====== SOURCE DATA

use std::net::TcpListener;

use jobboard::configuration::get_configuration;
use jobboard::startup::{build_auth_service, run};
use jobboard::telemetry::init_telemetry;
use sqlx::postgres::PgPoolOptions;

#[tokio::main]
async fn main() -> std::io::Result<()> {
    init_telemetry("info");

    let configuration = get_configuration().map_err(|e| {
        tracing::error!("Failed to read configuration: {}", e);
        std::io::Error::new(std::io::ErrorKind::InvalidInput, "Configuration error")
    })?;
    configuration.jwt.validate().map_err(|e| {
        tracing::error!("Invalid JWT configuration: {}", e);
        std::io::Error::new(std::io::ErrorKind::InvalidInput, e.to_string())
    })?;
    tracing::info!("Configuration loaded successfully");

    let pool = PgPoolOptions::new()
        .max_connections(5)
        .connect(&configuration.database.connection_string())
        .await
        .map_err(|e| {
            tracing::error!("Failed to create connection pool: {}", e);
            std::io::Error::new(
                std::io::ErrorKind::ConnectionRefused,
                "Database connection error",
            )
        })?;

    sqlx::migrate!("./migrations").run(&pool).await.map_err(|e| {
        tracing::error!("Failed to run migrations: {}", e);
        std::io::Error::new(std::io::ErrorKind::Other, "Migration error")
    })?;
    tracing::info!("Database ready");

    let address = format!(
        "{}:{}",
        configuration.application.host, configuration.application.port
    );
    let listener = TcpListener::bind(&address)?;
    tracing::info!("Server listening on: {}", address);

    let service = build_auth_service(pool, &configuration);
    run(listener, service)?.await
}
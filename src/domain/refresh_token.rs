use chrono::{DateTime, Duration, Utc};
use uuid::Uuid;

/// One row of the refresh-token ledger
///
/// `token_hash` is the SHA-256 digest of the value handed to the client.
/// `jwt_id` binds the row to the access token issued alongside it.
#[derive(Debug, Clone, PartialEq, Eq)]
pub struct RefreshTokenRecord {
    pub token_hash: String,
    pub jwt_id: String,
    pub user_id: Uuid,
    pub is_revoked: bool,
    pub created_at: DateTime<Utc>,
    pub expires_at: DateTime<Utc>,
}

impl RefreshTokenRecord {
    pub fn new(token_hash: String, jwt_id: String, user_id: Uuid, lifetime_days: i64) -> Self {
        let now = Utc::now();
        Self {
            token_hash,
            jwt_id,
            user_id,
            is_revoked: false,
            created_at: now,
            expires_at: now + Duration::days(lifetime_days),
        }
    }

    pub fn is_expired(&self) -> bool {
        self.expires_at <= Utc::now()
    }
}

#[cfg(test)]
mod tests {
    use super::*;

    #[test]
    fn test_new_record_is_active() {
        let record = RefreshTokenRecord::new("hash".into(), "jti".into(), Uuid::new_v4(), 7);
        assert!(!record.is_revoked);
        assert!(!record.is_expired());
        assert_eq!((record.expires_at - record.created_at).num_days(), 7);
    }

    #[test]
    fn test_negative_lifetime_is_expired() {
        let record = RefreshTokenRecord::new("hash".into(), "jti".into(), Uuid::new_v4(), -1);
        assert!(record.is_expired());
    }
}
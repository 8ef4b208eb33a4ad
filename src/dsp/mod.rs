//! Per-sample DSP stages

pub mod carrier;
pub mod demodulate;
pub mod echo;
pub mod modulate;
pub mod noise;

pub use carrier::{CarrierOscillator, CarrierTick};
pub use demodulate::Demodulator;
pub use echo::EchoLine;
pub use modulate::Modulator;
pub use noise::NoiseSource;
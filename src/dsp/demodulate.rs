use std::f64::consts::TAU;

use super::carrier::CarrierOscillator;
use crate::config::{FmDiscriminator, ModulationScheme, PipelineConfig};

/// DC bias added by the AM modulator's `1 + x` term
const AM_BIAS: f32 = 0.5;

/// QAM decision levels
const QAM_LEVEL: f32 = 0.5;

/// Smoothing for the quadrature discriminator's correlation sums
const QUADRATURE_SMOOTHING: f64 = 0.05;

/// Recovers baseband from the received carrier.
///
/// Holds one state per scheme. Switching schemes leaves the other states
/// untouched; they pick up from their last value when switched back.
#[derive(Debug, Clone)]
pub struct Demodulator {
    am_alpha: f32,
    am_state: f32,
    fm: FmState,
    fm_policy: FmDiscriminator,
    fm_deviation_hz: f64,
}

#[derive(Debug, Clone, Default)]
struct FmState {
    prev: f32,
    prev2: f32,
    cross: f64,
    energy: f64,
}

impl Demodulator {
    pub fn new(config: &PipelineConfig) -> Self {
        Self {
            am_alpha: config.am_alpha,
            am_state: 0.0,
            fm: FmState::default(),
            fm_policy: config.fm_discriminator,
            fm_deviation_hz: config.fm_deviation_hz,
        }
    }

    /// Demodulate one received sample. `osc` must already have been advanced
    /// for this sample.
    pub fn demodulate(&mut self, scheme: ModulationScheme, y: f32, osc: &CarrierOscillator) -> f32 {
        match scheme {
            ModulationScheme::Am => self.envelope(y),
            ModulationScheme::Fm => match self.fm_policy {
                FmDiscriminator::Product => self.fm_product(y, osc.sample_rate()),
                FmDiscriminator::Quadrature => self.fm_quadrature(y, osc),
            },
            ModulationScheme::Qam => {
                let product = y as f64 * osc.tick().in_phase();
                if product > 0.0 {
                    QAM_LEVEL
                } else {
                    -QAM_LEVEL
                }
            }
        }
    }

    /// Rectify and single-pole low-pass
    fn envelope(&mut self, y: f32) -> f32 {
        let rectified = y.abs();
        self.am_state += self.am_alpha * (rectified - self.am_state);
        self.am_state - AM_BIAS
    }

    fn fm_product(&mut self, y: f32, sample_rate: f64) -> f32 {
        let out = (self.fm.prev as f64 * y as f64 * sample_rate) as f32;
        self.fm.prev2 = self.fm.prev;
        self.fm.prev = y;
        out
    }

    /// For a tone, y[n] + y[n-2] = 2·cos(ω)·y[n-1]. Averaging both sides
    /// over a short window gives cos(ω) and hence the instantaneous frequency.
    fn fm_quadrature(&mut self, y: f32, osc: &CarrierOscillator) -> f32 {
        let (y0, y1, y2) = (y as f64, self.fm.prev as f64, self.fm.prev2 as f64);
        self.fm.cross += QUADRATURE_SMOOTHING * (y1 * (y0 + y2) - self.fm.cross);
        self.fm.energy += QUADRATURE_SMOOTHING * (2.0 * y1 * y1 - self.fm.energy);
        self.fm.prev2 = self.fm.prev;
        self.fm.prev = y;

        if self.fm.energy <= f64::EPSILON || self.fm_deviation_hz <= 0.0 {
            return 0.0;
        }
        let cos_w = (self.fm.cross / self.fm.energy).clamp(-1.0, 1.0);
        let inst_hz = cos_w.acos() * osc.sample_rate() / TAU;
        ((inst_hz - osc.carrier_hz()) / self.fm_deviation_hz) as f32
    }

    /// AM low-pass state
    pub fn am_state(&self) -> f32 {
        self.am_state
    }

    /// Last sample seen by the FM discriminator
    pub fn fm_previous(&self) -> f32 {
        self.fm.prev
    }
}
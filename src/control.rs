//! Line-oriented control surface.
//!
//! Each command only writes to [`Controls`] or the recorder; the audio thread
//! sees the change at its next buffer boundary.

use std::str::FromStr;
use std::sync::Arc;

use clap::ValueEnum;
use thiserror::Error;

use crate::config::{Controls, ModulationScheme, NOISE_MAX, NOISE_MIN};
use crate::monitor::SpectrumSlot;
use crate::recorder::Recorder;
use crate::telemetry::Telemetry;

pub const HELP: &str = "\
commands:
  am | fm | qam     select modulation scheme
  noise <level>     set channel noise std-dev (0.0 - 0.5)
  echo              toggle echo
  record            start/stop recording
  stats             show latency, utilisation and spectrum peak
  help              show this text
  quit              stop the stream and exit";

#[derive(Debug, Clone, Copy, PartialEq)]
pub enum Command {
    Scheme(ModulationScheme),
    Noise(f32),
    ToggleEcho,
    ToggleRecord,
    Stats,
    Help,
    Quit,
}

#[derive(Debug, Error, PartialEq)]
pub enum CommandError {
    #[error("unknown command '{0}', type 'help'")]
    Unknown(String),
    #[error("noise needs a level between {min} and {max}")]
    MissingLevel { min: f32, max: f32 },
    #[error("invalid noise level '{0}'")]
    BadLevel(String),
}

impl FromStr for Command {
    type Err = CommandError;

    fn from_str(line: &str) -> Result<Self, Self::Err> {
        let mut words = line.split_whitespace();
        let head = words.next().unwrap_or_default().to_lowercase();

        if let Ok(scheme) = ModulationScheme::from_str(&head, true) {
            return Ok(Command::Scheme(scheme));
        }

        match head.as_str() {
            "noise" => {
                let level = words.next().ok_or(CommandError::MissingLevel {
                    min: NOISE_MIN,
                    max: NOISE_MAX,
                })?;
                level
                    .parse::<f32>()
                    .ok()
                    .filter(|v| v.is_finite())
                    .map(Command::Noise)
                    .ok_or_else(|| CommandError::BadLevel(level.to_string()))
            }
            "echo" => Ok(Command::ToggleEcho),
            "record" | "rec" => Ok(Command::ToggleRecord),
            "stats" => Ok(Command::Stats),
            "help" | "?" => Ok(Command::Help),
            "quit" | "exit" | "q" => Ok(Command::Quit),
            _ => Err(CommandError::Unknown(line.trim().to_string())),
        }
    }
}

/// Outcome of one command, to be shown to the user
#[derive(Debug, Clone, PartialEq)]
pub struct Reply {
    pub message: String,
    pub quit: bool,
}

impl Reply {
    fn say(message: impl Into<String>) -> Self {
        Self {
            message: message.into(),
            quit: false,
        }
    }
}

pub struct ControlSurface<'a> {
    controls: Controls,
    recorder: &'a mut Recorder,
    telemetry: Arc<Telemetry>,
    spectrum: SpectrumSlot,
}

impl<'a> ControlSurface<'a> {
    pub fn new(
        controls: Controls,
        recorder: &'a mut Recorder,
        telemetry: Arc<Telemetry>,
        spectrum: SpectrumSlot,
    ) -> Self {
        Self {
            controls,
            recorder,
            telemetry,
            spectrum,
        }
    }

    pub fn execute(&mut self, command: Command) -> Reply {
        match command {
            Command::Scheme(scheme) => {
                self.controls.set_scheme(scheme);
                Reply::say(format!("Switched to {}", scheme))
            }
            Command::Noise(level) => {
                let applied = self.controls.set_noise_std(level);
                Reply::say(format!("Noise level set to {}", applied))
            }
            Command::ToggleEcho => {
                if self.controls.toggle_echo() {
                    Reply::say("Echo enabled")
                } else {
                    Reply::say("Echo disabled")
                }
            }
            Command::ToggleRecord => match self.recorder.toggle() {
                Ok(true) => Reply::say(format!(
                    "Recording started ({})",
                    self.recorder.path().display()
                )),
                Ok(false) => Reply::say("Recording stopped"),
                // Recording stays off; the stream is unaffected
                Err(e) => Reply::say(format!(
                    "Failed to open {}: {}",
                    self.recorder.path().display(),
                    e
                )),
            },
            Command::Stats => Reply::say(self.stats()),
            Command::Help => Reply::say(HELP),
            Command::Quit => Reply {
                message: "Stopping".into(),
                quit: true,
            },
        }
    }

    fn stats(&self) -> String {
        let state = self.controls.snapshot();
        let metrics = self.telemetry.metrics();
        let stats = self.telemetry.stats();

        let mut text = format!(
            "{} | noise {:.2} | echo {} | rec {}\n\
             latency {:.3} ms ({:.1}% cpu), peak {:.3} ms, {} buffers, {} overruns",
            state.scheme,
            state.noise_std,
            if state.echo_enabled { "on" } else { "off" },
            if state.recording { "on" } else { "off" },
            metrics.latency_ms,
            metrics.utilization_pct,
            stats.peak_latency_ms,
            stats.buffers,
            stats.overruns,
        );
        if stats.sanitized_samples > 0 || stats.dropped_record_buffers > 0 {
            text.push_str(&format!(
                "\n{} non-finite input samples replaced, {} record buffers dropped",
                stats.sanitized_samples, stats.dropped_record_buffers
            ));
        }

        let spectrum = self.spectrum.lock().unwrap_or_else(|e| e.into_inner());
        if let Some(peak) = spectrum.as_ref().and_then(|frame| frame.dominant()) {
            text.push_str(&format!(
                "\nspectrum peak {:.0} Hz (magnitude {:.4})",
                peak.frequency_hz, peak.magnitude
            ));
        }
        text
    }
}

#[cfg(test)]
mod tests {
    use super::*;
    use crate::config::ControlState;
    use std::sync::Mutex;

    #[test]
    fn test_parse_commands() {
        assert_eq!("AM".parse::<Command>(), Ok(Command::Scheme(ModulationScheme::Am)));
        assert_eq!(" fm ".parse::<Command>(), Ok(Command::Scheme(ModulationScheme::Fm)));
        assert_eq!("qam".parse::<Command>(), Ok(Command::Scheme(ModulationScheme::Qam)));
        assert_eq!("noise 0.25".parse::<Command>(), Ok(Command::Noise(0.25)));
        assert_eq!("echo".parse::<Command>(), Ok(Command::ToggleEcho));
        assert_eq!("record".parse::<Command>(), Ok(Command::ToggleRecord));
        assert_eq!("q".parse::<Command>(), Ok(Command::Quit));
    }

    #[test]
    fn test_parse_errors() {
        assert_eq!(
            "noise".parse::<Command>(),
            Err(CommandError::MissingLevel {
                min: NOISE_MIN,
                max: NOISE_MAX
            })
        );
        assert_eq!(
            "noise loud".parse::<Command>(),
            Err(CommandError::BadLevel("loud".into()))
        );
        assert_eq!(
            "noise NaN".parse::<Command>(),
            Err(CommandError::BadLevel("NaN".into()))
        );
        assert!(matches!("ssb".parse::<Command>(), Err(CommandError::Unknown(_))));
    }

    #[test]
    fn test_execute_updates_controls() {
        let dir = tempfile::tempdir().unwrap();
        let controls = Controls::new(ControlState::default());
        let (mut recorder, _tap) =
            Recorder::spawn(dir.path().join("r.wav"), 44_100, 1024, controls.clone()).unwrap();
        let telemetry = Arc::new(Telemetry::new(256));
        let spectrum: SpectrumSlot = Arc::new(Mutex::new(None));
        let mut surface =
            ControlSurface::new(controls.clone(), &mut recorder, telemetry, spectrum);

        surface.execute(Command::Scheme(ModulationScheme::Fm));
        let reply = surface.execute(Command::Noise(3.0));
        assert_eq!(reply.message, "Noise level set to 0.5");
        assert_eq!(surface.execute(Command::ToggleEcho).message, "Echo enabled");

        let state = controls.snapshot();
        assert_eq!(state.scheme, ModulationScheme::Fm);
        assert_eq!(state.noise_std, 0.5);
        assert!(state.echo_enabled);

        assert!(surface.execute(Command::Quit).quit);
        assert!(surface.execute(Command::Stats).message.starts_with("FM"));
    }

    #[test]
    fn test_record_failure_is_reported_not_fatal() {
        let dir = tempfile::tempdir().unwrap();
        let controls = Controls::new(ControlState::default());
        let (mut recorder, _tap) = Recorder::spawn(
            dir.path().join("no_such_dir").join("r.wav"),
            44_100,
            1024,
            controls.clone(),
        )
        .unwrap();
        let mut surface = ControlSurface::new(
            controls.clone(),
            &mut recorder,
            Arc::new(Telemetry::new(256)),
            Arc::new(Mutex::new(None)),
        );

        let reply = surface.execute(Command::ToggleRecord);
        assert!(reply.message.starts_with("Failed to open"));
        assert!(!reply.quit);
        assert!(!controls.snapshot().recording);
    }
}
use std::fmt;
use std::sync::Arc;

use arc_swap::{ArcSwap, Guard};
use clap::ValueEnum;

use crate::error::{Error, Result};

pub const DEFAULT_SAMPLE_RATE: u32 = 44_100;
pub const DEFAULT_BUFFER_SIZE: usize = 256;
pub const DEFAULT_CARRIER_HZ: f64 = 10_000.0;
pub const DEFAULT_FM_DEVIATION_HZ: f64 = 5_000.0;
pub const DEFAULT_ECHO_DELAY_MS: u32 = 250;
pub const DEFAULT_ECHO_MIX: f32 = 0.5;
pub const DEFAULT_NOISE_STD: f32 = 0.1;
pub const DEFAULT_AM_ALPHA: f32 = 0.01;

/// Noise level range exposed to the control surface
pub const NOISE_MIN: f32 = 0.0;
pub const NOISE_MAX: f32 = 0.5;

/// Analog scheme used to impress the baseband onto the carrier
#[derive(Debug, Clone, Copy, PartialEq, Eq, Default, ValueEnum)]
pub enum ModulationScheme {
    #[default]
    Am,
    Fm,
    Qam,
}

impl fmt::Display for ModulationScheme {
    fn fmt(&self, f: &mut fmt::Formatter<'_>) -> fmt::Result {
        match self {
            ModulationScheme::Am => write!(f, "AM"),
            ModulationScheme::Fm => write!(f, "FM"),
            ModulationScheme::Qam => write!(f, "QAM"),
        }
    }
}

/// How the FM demodulator turns the received carrier back into baseband
#[derive(Debug, Clone, Copy, PartialEq, Eq, Default, ValueEnum)]
pub enum FmDiscriminator {
    /// `prev * current * sample_rate`; unscaled, dominated by the carrier
    #[default]
    Product,
    /// Three-sample autocorrelation frequency estimate, scaled to [-1, 1]
    Quadrature,
}

/// What the echo delay line does while echo is switched off
#[derive(Debug, Clone, Copy, PartialEq, Eq, Default, ValueEnum)]
pub enum EchoIdle {
    /// Cursor and contents stay where they were
    #[default]
    Freeze,
    /// Cursor keeps moving with the stream, contents untouched
    Advance,
}

/// Fixed parameters of a pipeline run
#[derive(Debug, Clone, PartialEq)]
pub struct PipelineConfig {
    pub sample_rate: u32,
    pub buffer_size: usize,
    pub carrier_hz: f64,
    pub fm_deviation_hz: f64,
    pub echo_delay_ms: u32,
    pub echo_mix: f32,
    pub am_alpha: f32,
    pub fm_discriminator: FmDiscriminator,
    pub echo_idle: EchoIdle,
}

impl Default for PipelineConfig {
    fn default() -> Self {
        Self {
            sample_rate: DEFAULT_SAMPLE_RATE,
            buffer_size: DEFAULT_BUFFER_SIZE,
            carrier_hz: DEFAULT_CARRIER_HZ,
            fm_deviation_hz: DEFAULT_FM_DEVIATION_HZ,
            echo_delay_ms: DEFAULT_ECHO_DELAY_MS,
            echo_mix: DEFAULT_ECHO_MIX,
            am_alpha: DEFAULT_AM_ALPHA,
            fm_discriminator: FmDiscriminator::default(),
            echo_idle: EchoIdle::default(),
        }
    }
}

impl PipelineConfig {
    pub fn validate(&self) -> Result<()> {
        if self.sample_rate == 0 {
            return Err(Error::config("sample_rate", "must be non-zero"));
        }
        if self.buffer_size < 2 {
            return Err(Error::config(
                "buffer_size",
                format!("must be at least 2, got {}", self.buffer_size),
            ));
        }
        let nyquist = self.sample_rate as f64 / 2.0;
        if !(self.carrier_hz > 0.0 && self.carrier_hz < nyquist) {
            return Err(Error::config(
                "carrier_hz",
                format!("must be in (0, {}), got {}", nyquist, self.carrier_hz),
            ));
        }
        if !(self.fm_deviation_hz >= 0.0 && self.fm_deviation_hz < self.carrier_hz) {
            return Err(Error::config(
                "fm_deviation_hz",
                format!("must be in [0, carrier), got {}", self.fm_deviation_hz),
            ));
        }
        if self.echo_capacity() == 0 {
            return Err(Error::config(
                "echo_delay_ms",
                format!("delay of {} ms is shorter than one sample", self.echo_delay_ms),
            ));
        }
        if !(0.0..1.0).contains(&self.echo_mix) {
            return Err(Error::config(
                "echo_mix",
                format!("must be in [0, 1), got {}", self.echo_mix),
            ));
        }
        if !(self.am_alpha > 0.0 && self.am_alpha <= 1.0) {
            return Err(Error::config(
                "am_alpha",
                format!("must be in (0, 1], got {}", self.am_alpha),
            ));
        }
        Ok(())
    }

    /// Echo delay line length in samples
    pub fn echo_capacity(&self) -> usize {
        (self.sample_rate as u64 * self.echo_delay_ms as u64 / 1000) as usize
    }

    /// Real-time duration of one buffer in milliseconds
    pub fn buffer_duration_ms(&self) -> f64 {
        self.buffer_size as f64 / self.sample_rate as f64 * 1000.0
    }

    /// Width of one spectrum bin in Hz
    pub fn bin_width_hz(&self) -> f64 {
        self.sample_rate as f64 / self.buffer_size as f64
    }
}

/// Parameters the control surface may change while the stream runs
#[derive(Debug, Clone, Copy, PartialEq)]
pub struct ControlState {
    pub scheme: ModulationScheme,
    pub noise_std: f32,
    pub echo_enabled: bool,
    pub recording: bool,
}

impl Default for ControlState {
    fn default() -> Self {
        Self {
            scheme: ModulationScheme::Am,
            noise_std: DEFAULT_NOISE_STD,
            echo_enabled: false,
            recording: false,
        }
    }
}

/// Shared control slot.
///
/// Writers publish a whole new `ControlState`; the audio thread loads one
/// snapshot per buffer, so a change never lands mid-buffer.
#[derive(Debug, Clone)]
pub struct Controls {
    slot: Arc<ArcSwap<ControlState>>,
}

/// Bring a requested noise level into the control range; NaN means silent
pub fn clamp_noise(std_dev: f32) -> f32 {
    if std_dev.is_finite() {
        std_dev.clamp(NOISE_MIN, NOISE_MAX)
    } else {
        NOISE_MIN
    }
}

impl Controls {
    pub fn new(initial: ControlState) -> Self {
        Self {
            slot: Arc::new(ArcSwap::from_pointee(initial)),
        }
    }

    /// Lock-free read for the audio thread
    pub fn load(&self) -> Guard<Arc<ControlState>> {
        self.slot.load()
    }

    pub fn snapshot(&self) -> ControlState {
        **self.slot.load()
    }

    fn update(&self, f: impl Fn(&mut ControlState)) -> ControlState {
        let mut next = self.snapshot();
        self.slot.rcu(|current| {
            let mut state = **current;
            f(&mut state);
            next = state;
            state
        });
        next
    }

    pub fn set_scheme(&self, scheme: ModulationScheme) {
        self.update(|s| s.scheme = scheme);
    }

    /// Set the channel noise standard deviation, clamped to the control range.
    /// Returns the value actually applied.
    pub fn set_noise_std(&self, std_dev: f32) -> f32 {
        let std_dev = clamp_noise(std_dev);
        self.update(|s| s.noise_std = std_dev).noise_std
    }

    /// Flip echo on/off, returns the new state
    pub fn toggle_echo(&self) -> bool {
        self.update(|s| s.echo_enabled = !s.echo_enabled).echo_enabled
    }

    pub fn set_echo(&self, enabled: bool) {
        self.update(|s| s.echo_enabled = enabled);
    }

    pub fn set_recording(&self, recording: bool) {
        self.update(|s| s.recording = recording);
    }
}
//! Real-time analog channel simulator.
//!
//! Live audio is modulated onto a synthetic carrier (AM, FM or QAM), passed
//! through additive Gaussian noise, optionally echoed, and demodulated back
//! to baseband. See [`pipeline::PipelineDriver`] for the per-buffer loop.

pub mod config;
pub mod control;
pub mod dsp;
pub mod error;
pub mod input;
pub mod live;
pub mod monitor;
pub mod offline;
pub mod output;
pub mod pipeline;
pub mod recorder;
pub mod spectrum;
pub mod telemetry;

pub use config::{ControlState, Controls, ModulationScheme, PipelineConfig};
pub use error::{Error, Result};
pub use pipeline::PipelineDriver;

============

PROBLEM DETAILS: When the word "next" occurs in a line above, list that line.

THE ANSWER:
//! sees the change at its next buffer boundary.
        let head = words.next().unwrap_or_default().to_lowercase();
                let level = words.next().ok_or(CommandError::MissingLevel {
        let mut next = self.snapshot();
            next = state;
        next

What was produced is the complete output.